Emily Kwan is simply terrific as Grace, one that is on the downslide of life with no apparent ambitions to better her situation. Not even being a single mother stops her from committing the wrongful act that ultimately seals her fate. Wayne Lai, a rather underrated and talent chameleon of an actor provides the chills but can't really make his stone-cold character lift out of the basic template of the writing. Helena Law Lan and Amanda Lee co-stars.

Being shot so short after the case was wrapped up, this movie obviously hit a few nerves but then again, this is what exploitation filmmakers lived and breathed on back in the Cat III heyday of the 90s, real life crimes. It could produce lasting profound effects and while Human Pork Chop won't stand next to the best works of people like Billy Tang, aficionados will surely study, not admire, this vision of the bleakest of the bleak side of society and humanity.

Buy the DVD at:
HK Flix.com
Yesasia.com

Hunting Evil Spirit (1999) Directed by: Fong Yau & Fong Yuen-Shing

A re-thread of sorts of Fong Yau's own Devil Of Rape, Charlie Cho stars as the head of a underwear- and bathing suit designing company who falls in love with designer Pauline (Pauline Chan). Despite being the boss and otherwise having no problem getting sex out of his employees, he thinks different of Pauline... so he goes to a Taoist Priest (Fong Yau) for a little black magic touch and out of his body he proceeds to rape helpless Pauline. Once is not enough but the second time around, she's employed magic assistance and thus begins a battle between priests as well...
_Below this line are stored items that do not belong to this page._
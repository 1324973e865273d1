//! Playback: the engine actor and the policies it consults

pub mod buffer_health;
pub mod engine;
pub mod reconnect;
pub mod status;
pub mod timers;

pub use buffer_health::BufferHealthMonitor;
pub use engine::{EngineBuilder, EngineCommand, EngineDiagnostics, EngineHandle, PlaybackEngine};
pub use reconnect::ReconnectionScheduler;
pub use status::EngineStatus;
This production might as well have been a leftover from about 1993, 94 or 95 because it has the exact feel of the assembly line Category III filmmaking of that era. Not a thoroughly bad thing if you tend to agree with even the cheapest concoctions. Hunting Evil Spirit falls into that category and does have the right attitude about what it's doing. Initially it seems very off and cartoony when we see other clients of the priest being re-united but then The Cho enters. Establishing his business via WAY too long scenes of models posing, posing and also posing, a fairly explicit sex scene later and we're into Cho's giddy out of body rapist part of the film. You can if you want extract a bit of commentary when looking at the business Fong Yau's priest runs but that would be too kind. No, this is unashamed, cheap stuff with quite a lot of energy to give via a short running time, big animated special effects and a lead actor who never apparently said no to anything in this genre. Bless him... kind of. Pauline Chan seemingly did not want to expose anything else but her breasts as evident in a tacked on shower scene where she has underwear on. Yep, it's shameless filmmaking but it's overall the cheap, supernatural shenanigans that matter and they deliver quite well. A disappointingly short climax ruins a lot of momentum however.

The Hurricane (1972) Directed by: Lo Wei

KENNETH'S REVIEW: From back when the Golden Harvest logo/intro was literally a shot of golden harvest followed by "presented in Dyali Scope!", comes this Lo Wei (Fist Of Fury) directed Wuxia. Trying to make his audience captivated by the secretive plot of what a particular message carried by the Hurricane (Patrick Tse) contains, there's little excitement or coherency in his story anchor so the flick goes little refined places. By turning off and just watching, you get a view of some nice outdoor scenery (there's little indoor sets used), decent action for its time that gains more momentum when it's intense and in a way I personally like the feeling of these low budget genre vehicles. It's tough to explain but it's a favourable response despite watching a weak film. Something to write a paper on one day perhaps. Also starring Sek Kin and Nora Miao.